Perdidos en Frog se compone de quince relatos, que van precedidos de un prólogo que sugiere unas coordenadas para orientar la lectura que se emprende, pero que, en última instancia, le delega al lector cualquier orden clasificatorio e, incluso, le aconseja el abandono del resto de la lectura para que se deleite en el placer de las “incógnitas no resueltas”, sabía invitación para hacer al lector más reacio partícipe de la obra literaria.

En todo caso, haciendo muy mío el planteamiento del prólogo, empiezo por llamar la atención sobre un conjunto de cuentos cuyos personajes centrales son niños, piezas que prueban el horror en sus distintas variantes, que nos hacen atestiguar una muerte atroz, como en esa pesadilla titulada Uno de muchos posibles atajos, hasta Perdidos en Frog, universo extraño y cerrado sobre sí mismo que nos recuerda al clásico videojuego Silent Hill. Tras leer estos relatos, sin embargo, persiste una sensación de un plus de significado que se nos escapa, algo que no terminamos de aprehender.  Para decirlo con un ejemplo, tenemos la sensación de que el problema en el relato Perdidos en Frog no es el arrollamiento  accidental del niño ni que la mujer haya mantenido el hecho en secreto, sino algo que está por encima de todo eso.

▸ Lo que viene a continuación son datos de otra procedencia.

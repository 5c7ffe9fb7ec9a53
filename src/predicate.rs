// src/predicate.rs

//! Ignore predicates: "should this path end up in the managed block?".
//!
//! A predicate is built per scope through a [`PredicateFactory`], so that
//! implementations can interpret paths relative to the directory owning the
//! ignore file. Predicates never fail: a filesystem error while looking at a
//! path means "do not ignore", logged at `warn`.

use std::fmt;
use std::io;
use std::path::{Path, PathBuf};
use std::sync::Arc;

use anyhow::{Context, Result};
use globset::{GlobBuilder, GlobSet, GlobSetBuilder};
use tracing::{trace, warn};

use crate::config::PredicateSection;
use crate::fs::{EntryKind, FileSystem};
use crate::paths::entry_for;

/// Decides whether a single path should be ignored.
pub trait IgnorePredicate: fmt::Debug {
    fn ignore(&self, path: &Path) -> bool;
}

/// Builds the predicate used for one scope.
pub trait PredicateFactory: fmt::Debug {
    fn for_scope(&self, scope_root: &Path) -> Result<Box<dyn IgnorePredicate>>;
}

/// Default predicate: the path itself is a symbolic link (not followed).
#[derive(Debug, Clone)]
pub struct SymlinkPredicate {
    fs: Arc<dyn FileSystem>,
}

impl SymlinkPredicate {
    pub fn new(fs: Arc<dyn FileSystem>) -> Self {
        Self { fs }
    }
}

impl IgnorePredicate for SymlinkPredicate {
    fn ignore(&self, path: &Path) -> bool {
        match self.fs.entry_kind(path) {
            Ok(kind) => kind == EntryKind::Symlink,
            Err(err) => not_ignored_on_error(path, &err),
        }
    }
}

/// Ignores existing paths whose scope-relative form matches a glob.
///
/// Patterns are matched against the path without its leading slash, e.g.
/// `gen/out.rs` for `<scope root>/gen/out.rs`. `*` does not cross `/`.
#[derive(Clone)]
pub struct GlobPredicate {
    fs: Arc<dyn FileSystem>,
    root: PathBuf,
    set: GlobSet,
}

impl fmt::Debug for GlobPredicate {
    fn fmt(&self, f: &mut fmt::Formatter<'_>) -> fmt::Result {
        f.debug_struct("GlobPredicate")
            .field("root", &self.root)
            .field("patterns", &self.set.len())
            .finish_non_exhaustive()
    }
}

impl GlobPredicate {
    pub fn new(fs: Arc<dyn FileSystem>, scope_root: &Path, set: GlobSet) -> Self {
        Self {
            fs,
            root: scope_root.to_path_buf(),
            set,
        }
    }
}

impl IgnorePredicate for GlobPredicate {
    fn ignore(&self, path: &Path) -> bool {
        let Some(entry) = entry_for(&self.root, path) else {
            return false;
        };
        if !self.set.is_match(entry.trim_start_matches('/')) {
            return false;
        }
        match self.fs.entry_kind(path) {
            Ok(_) => true,
            Err(err) => not_ignored_on_error(path, &err),
        }
    }
}

/// True when any member is true. Empty means "ignore nothing".
#[derive(Debug, Default)]
pub struct AnyPredicate {
    members: Vec<Box<dyn IgnorePredicate>>,
}

impl AnyPredicate {
    pub fn new(members: Vec<Box<dyn IgnorePredicate>>) -> Self {
        Self { members }
    }
}

impl IgnorePredicate for AnyPredicate {
    fn ignore(&self, path: &Path) -> bool {
        self.members.iter().any(|p| p.ignore(path))
    }
}

fn not_ignored_on_error(path: &Path, err: &io::Error) -> bool {
    if err.kind() == io::ErrorKind::NotFound {
        trace!(?path, "path vanished; not ignored");
    } else {
        warn!(?path, error = %err, "cannot inspect path; treating it as not ignored");
    }
    false
}

/// Factory driven by the `[predicate]` config section.
#[derive(Debug, Clone)]
pub struct ConfiguredPredicateFactory {
    fs: Arc<dyn FileSystem>,
    symlinks: bool,
    globs: Option<GlobSet>,
}

impl ConfiguredPredicateFactory {
    pub fn new(fs: Arc<dyn FileSystem>, section: &PredicateSection) -> Result<Self> {
        let globs = if section.patterns.is_empty() {
            None
        } else {
            Some(build_globset(&section.patterns)?)
        };

        Ok(Self {
            fs,
            symlinks: section.symlinks,
            globs,
        })
    }

    /// Factory for the default behaviour: symlinks only.
    pub fn symlinks_only(fs: Arc<dyn FileSystem>) -> Self {
        Self {
            fs,
            symlinks: true,
            globs: None,
        }
    }
}

impl PredicateFactory for ConfiguredPredicateFactory {
    fn for_scope(&self, scope_root: &Path) -> Result<Box<dyn IgnorePredicate>> {
        let mut members: Vec<Box<dyn IgnorePredicate>> = Vec::new();

        if self.symlinks {
            members.push(Box::new(SymlinkPredicate::new(Arc::clone(&self.fs))));
        }
        if let Some(set) = &self.globs {
            members.push(Box::new(GlobPredicate::new(
                Arc::clone(&self.fs),
                scope_root,
                set.clone(),
            )));
        }

        // Skip the wrapper for the common single-predicate case.
        if members.len() == 1 {
            if let Some(only) = members.pop() {
                return Ok(only);
            }
        }
        Ok(Box::new(AnyPredicate::new(members)))
    }
}

/// Build a GlobSet from simple string patterns.
pub fn build_globset(patterns: &[String]) -> Result<GlobSet> {
    let mut builder = GlobSetBuilder::new();
    for pat in patterns {
        let glob = GlobBuilder::new(pat)
            .literal_separator(true)
            .build()
            .with_context(|| format!("invalid glob pattern: {pat}"))?;
        builder.add(glob);
    }
    Ok(builder.build()?)
}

Entre otros temas adicionales, este primer libro de Soto se pasea por historias de resonancia política (La república de Fenelly), el destino inevitable y el crimen, en un cuento que evoca al Wilde de El crimen de Lord Arthur Saville (Historia sobre Malone), la intolerancia absurda (El loco) y la crítica literaria (Alguien llamado Jones). La prosa de Soto descolla, principalmente, en unas piezas configuradas con precisión, que funcionan como un engranaje sólido, donde cada palabra parece encontrar su lugar tras ser colocada como la pieza de ajedrez asegurada sobre el tablero. Notemos que, por poner un ejemplo, aunque nos adelantemos al desenlace fatal de Uno de muchos posibles atajos nunca abandonamos el texto por su tensión en aumento, y porque, además, su narrador trágico es nuestro marco de referencia dentro de la historia.

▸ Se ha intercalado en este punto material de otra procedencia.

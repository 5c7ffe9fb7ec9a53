// tests/property/main.rs

use std::collections::{BTreeMap, BTreeSet};
use std::path::{Path, PathBuf};

use proptest::prelude::*;

use autoignore::block::IgnoreFileContent;
use autoignore::scope::WriteMode;
use autoignore::{EXIT_CLEAN, EXIT_ERROR};
use autoignore_test_utils::builders::{run_tree, MockRepo};

#[derive(Debug, Clone, Copy, PartialEq, Eq)]
enum Kind {
    File,
    Symlink,
    IgnoreFile,
}

// Random trees: directories are named from {a, b}, leaves from {x, y}, so a
// name is never both a directory and a leaf.
fn tree_strategy() -> impl Strategy<Value = BTreeMap<String, Kind>> {
    let dirs = proptest::collection::vec(prop_oneof![Just("a"), Just("b")], 0..4);
    let leaf = prop_oneof![
        Just(("x", Kind::File)),
        Just(("x", Kind::Symlink)),
        Just(("y", Kind::Symlink)),
        Just((".gitignore", Kind::IgnoreFile)),
    ];
    proptest::collection::vec((dirs, leaf), 0..24).prop_map(|items| {
        items
            .into_iter()
            .map(|(dirs, (name, kind))| {
                let mut rel: Vec<&str> = dirs;
                rel.push(name);
                (rel.join("/"), kind)
            })
            .collect()
    })
}

fn build(tree: &BTreeMap<String, Kind>) -> MockRepo {
    tree.iter().fold(MockRepo::new("/repo"), |repo, (rel, kind)| match kind {
        Kind::File => repo.with_file(rel, "data\n"),
        Kind::Symlink => repo.with_symlink(rel, "elsewhere"),
        Kind::IgnoreFile => repo.with_file(rel, "keep-me\n"),
    })
}

/// Directory of the nearest ignore file at or above `path`'s parent.
fn owner_of(root: &Path, path: &Path, scopes: &BTreeSet<PathBuf>) -> Option<PathBuf> {
    path.ancestors()
        .skip(1)
        .take_while(|dir| dir.starts_with(root))
        .find(|dir| scopes.contains(*dir))
        .map(Path::to_path_buf)
}

proptest! {
    #[test]
    fn every_symlink_lands_in_exactly_its_nearest_scope(tree in tree_strategy()) {
        let repo = build(&tree);
        let root = repo.root().to_path_buf();

        let out = run_tree(repo.shared(), &root, WriteMode::Write);
        prop_assert_ne!(out.summary.exit_code(), EXIT_ERROR);

        let scopes: BTreeSet<PathBuf> = tree
            .iter()
            .filter(|(_, kind)| **kind == Kind::IgnoreFile)
            .filter_map(|(rel, _)| root.join(rel).parent().map(Path::to_path_buf))
            .collect();

        let mut expected: BTreeMap<PathBuf, BTreeSet<String>> =
            scopes.iter().map(|dir| (dir.clone(), BTreeSet::new())).collect();
        for (rel, kind) in &tree {
            if *kind != Kind::Symlink {
                continue;
            }
            let path = root.join(rel);
            if let Some(dir) = owner_of(&root, &path, &scopes) {
                let entry = path.strip_prefix(&dir).unwrap().to_string_lossy().into_owned();
                expected.get_mut(&dir).unwrap().insert(format!("/{entry}"));
            }
        }

        for (dir, entries) in &expected {
            let ignore_path = dir.join(".gitignore");
            let text = repo.fs().contents(&ignore_path).unwrap();
            let content = IgnoreFileContent::parse(&ignore_path, &text).unwrap();

            prop_assert_eq!(&content.preamble, &vec!["keep-me".to_string()]);
            let managed: BTreeSet<String> = content.managed.iter().cloned().collect();
            prop_assert_eq!(managed.len(), content.managed.len());
            prop_assert_eq!(&managed, entries);
        }
    }

    #[test]
    fn second_pass_changes_nothing(tree in tree_strategy()) {
        let repo = build(&tree);

        run_tree(repo.shared(), repo.root(), WriteMode::Write);
        let snapshot: Vec<Option<String>> = tree
            .keys()
            .map(|rel| repo.fs().contents(repo.path(rel)))
            .collect();

        let again = run_tree(repo.shared(), repo.root(), WriteMode::Write);
        prop_assert_eq!(again.summary.exit_code(), EXIT_CLEAN);

        let after: Vec<Option<String>> = tree
            .keys()
            .map(|rel| repo.fs().contents(repo.path(rel)))
            .collect();
        prop_assert_eq!(snapshot, after);
    }
}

La historia literaria conoce de numerosos escritores que tras varios ensayos crearon un mundo de ficción con un orden propio. Allí está Alberto Hernández, con su Galina, Gabriel García Márquez, con su Macondo, William Faulkner, con su Yoknapatawpha; y J.R.R. Tolkien, con su Tierra Media. A la par de esto, la separación con las coordenadas del mundo real puede abrir la posibilidad de que la literatura fantástica explore aspectos ignorados por la literatura realista. Así, no hay nada de equívoco en aseverar que, con Perdidos en Frog,  Soto sabe perfilarse en ambas tradiciones literarias.